The perception columns are identical in Process A
and in Process B. “Mr. G, walking back
and forth, face red.” The thought and
feeling columns are also identical, “looks angry, something must have happened;
afraid to ask, he might hit me.”
In
Process A nurse said “Good morning” and the one-way street sign went up. She mentioned none of her reaction to Mr. G;
the words “good morning” were inconsistent with the content of her reaction to
him. Inconsistent in the sense that
none of the reaction was verbalized.
Being
afraid and deciding not to ask the patient was based on her own assumption that
her thought was correct. If she asked –
the patient would hit her – an assumption no one could expect the patient with
the red face walking back and forth to understand if all he heard was “Good
morning.”
In
Process B the reaction was verbally expressed and the two-way street sign went
up. What the nurse said matched at
least some of the content of her immediate reaction. “I’m afraid you will hit me if I ask you a question. Should I be afraid?” The nurse’s statement to Mr. G was
consistent with the content of her reaction to him. In first expressing a part of her reaction and then asking for
verification or correction she invited the patient’s thoughts to be expressed
in his action and set a stage for heir acts to interact.
The
immediate reaction of the nurse in any given situation must be viewed as her
only immediately available resource with which to fulfill the nursing
task. Whether this reaction is right or
wrong; appropriate or inappropriate at the outset, it has potential value in
accomplishing the task, provided the nurse impose a specific discipline on her
process.
The
discipline I speak of has three distinct characteristics.
1.
The
nurse must verbally express part or all of her own immediate reaction to the
person or persons she is reacting to.
2.
She
must in her verbal statement designate the immediate reaction as belonging to
herself.
3.
She
must ask the person to verify or correct that immediate reaction.
In
Process B the nurse did impose this discipline on her process. She expressed her own immediate feeling and
the thought provoking it. She
designated the thought and feeling to herself and asked the patient about the
feeling. My experience has taught me
that the use of this discipline by one enables the other to respond more
readily with his perceptions, thoughts, and feelings. The more each tells the other about the genesis of his immediate
reaction the more they understand one another and the more mutually satisfying
the outcomes. Failure to impose the
entire discipline on the nurse’s own process at least some of the time with any
one person may result in misinterpretations of actions on both sides.

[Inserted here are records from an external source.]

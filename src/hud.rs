//! Frame composition: background, HUD text, cars and banner
//!
//! Builds a backend-neutral list of draw commands from the session; the
//! renderer turns them into pixels.

use glam::{DVec2, IVec2};

use crate::platform::{ImageId, Renderer};
use crate::sim::{Car, GamePhase, Outcome, Session};

/// Nominal HUD font height (px)
const HUD_LINE_HEIGHT: i32 = 26;
const HUD_LEFT: i32 = 10;
/// Distance of each HUD line from the bottom edge, top line first
const HUD_BOTTOM_MARGINS: [i32; 3] = [90, 50, 10];

#[derive(Debug, Clone, PartialEq)]
pub enum DrawCommand {
    Image { image: ImageId, pos: IVec2 },
    Rotated { image: ImageId, pos: DVec2, angle: f64 },
    Text { text: String, pos: IVec2 },
    Banner(String),
}

/// Everything drawn in one frame, in order
#[derive(Debug, Clone, Default)]
pub struct Frame {
    pub commands: Vec<DrawCommand>,
}

impl Frame {
    pub fn submit(&self, renderer: &mut impl Renderer) {
        for command in &self.commands {
            match command {
                DrawCommand::Image { image, pos } => renderer.draw_image(*image, *pos),
                DrawCommand::Rotated { image, pos, angle } => {
                    renderer.draw_rotated(*image, *pos, *angle)
                }
                DrawCommand::Text { text, pos } => renderer.draw_text(text, *pos),
                DrawCommand::Banner(text) => renderer.draw_text_centered(text),
            }
        }
        renderer.present();
    }
}

/// "Level", "Time" and "Velocity" lines
pub fn status_lines(session: &Session, now: f64) -> [String; 3] {
    [
        format!("Level {}", session.level.level),
        format!("Time: {} sec", session.elapsed(now)),
        format!("Velocity: {:.1} px/sec", session.player.vel()),
    ]
}

/// Centered message for the current phase
pub fn banner(session: &Session) -> Option<String> {
    match session.phase {
        GamePhase::AwaitingStart => Some(format!(
            "Press any key to start level {}!",
            session.level.level
        )),
        GamePhase::Celebrating { outcome, .. } => Some(
            match outcome {
                Outcome::ComputerWon => "The computer won!",
                Outcome::PlayerWon => "You won!",
                Outcome::GameWon => "YOU WON THE GAME!",
            }
            .to_string(),
        ),
        GamePhase::Running | GamePhase::Stopped => None,
    }
}

pub fn build_frame(session: &Session, now: f64) -> Frame {
    let track = session.track();
    let (height, finish_pos) = (track.size.y, track.finish.offset);

    let mut commands = vec![
        DrawCommand::Image {
            image: ImageId::Grass,
            pos: IVec2::ZERO,
        },
        DrawCommand::Image {
            image: ImageId::Track,
            pos: IVec2::ZERO,
        },
        DrawCommand::Image {
            image: ImageId::Finish,
            pos: finish_pos,
        },
        DrawCommand::Image {
            image: ImageId::TrackBorder,
            pos: IVec2::ZERO,
        },
    ];

    for (text, margin) in status_lines(session, now).into_iter().zip(HUD_BOTTOM_MARGINS) {
        commands.push(DrawCommand::Text {
            text,
            pos: IVec2::new(HUD_LEFT, height - HUD_LINE_HEIGHT - margin),
        });
    }

    commands.push(DrawCommand::Rotated {
        image: ImageId::RedCar,
        pos: session.player.pos(),
        angle: session.player.angle(),
    });
    commands.push(DrawCommand::Rotated {
        image: ImageId::GreenCar,
        pos: session.computer.pos(),
        angle: session.computer.angle(),
    });

    if let Some(text) = banner(session) {
        commands.push(DrawCommand::Banner(text));
    }

    Frame { commands }
}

I need not emphasize here how
misinterpretations decrease productivity and satisfaction and how they may form
an unreliable and sometimes disastrous basis for decision making.
Next,
I would like to discuss the complicated process of teaching this simple
discipline. By virtue of its complexity
I can do so only in a very general way.
The discussion of teaching will assume that the teacher is skilled in
imposing the same discipline on her own activities.
The
first step is to help the nurse identify her own process as distinct from
anyone else’s. She is asked to
reconstruct as fully as possible a five to ten minute contact which she selects
on the basis of some vague or specific dissatisfaction with it. She used a process record form like the one
on page 3 of the material that was distributed.
In
the beginning the nurse finds it difficult to write the record. This difficulty stems from her initial
inability to distinguish perception from thought and feeling. For example, (You can follow me with the
process record form on page 3) the say and do column of a process record will
read: “Mr. Jones, do you know what time
it is?” The perception column will read: “He said ‘no’ because he doesn’t want to go
to school.” The thought and feeling
column rarely, at least in the beginning, has any entries. Continuing in the say and do column the
nurse’s next response might read “Well, you have ten minutes to get ready.”
These
entries supply the teacher with the nurse’s own record of the experience and
only as much as the nurse is initially able to write on her own. The next task for the teacher is to help the
nurse put the record straight.
Continuing with the same example, the nurse is instructed to move the
thought, “Because he doesn’t want to go to school,” originally entered in the
perception column to the thought column.
Since the nurse mentioned no feeling in her record the teacher attempts
to elicit any feeling the nurse might have had during that brief contact. The teacher generally succeeds in eliciting
some feeling that was present if she offers some possible feelings as a way of
stimulating the nurse to verbalize whatever feeling she is able to
express. For example, the teacher might
ask if the nurse felt angry or happy when the patient said “no.” The nurse might respond “Well, frankly, I
don’t particularly care if he ever goes to school.”
The
teacher has now helped the nurse collect all of the items that proceeded her
saying, “Well, you have ten minutes to get ready.” Collecting and distinguishing perception from thought and feeling
helps the nurse identify her own individual process of action.
The
process record now appears in the sequence that the nurse remembers and the
second step in learning the discipline begins: to analyze that particular
process of action. This analysis is
focused on whether or not the thoughts and feelings and actions were new to
that immediate perception or came from somewhere else. Were the thoughts and feelings that the
nurse said she had a direct new result of having heard the patient say “no”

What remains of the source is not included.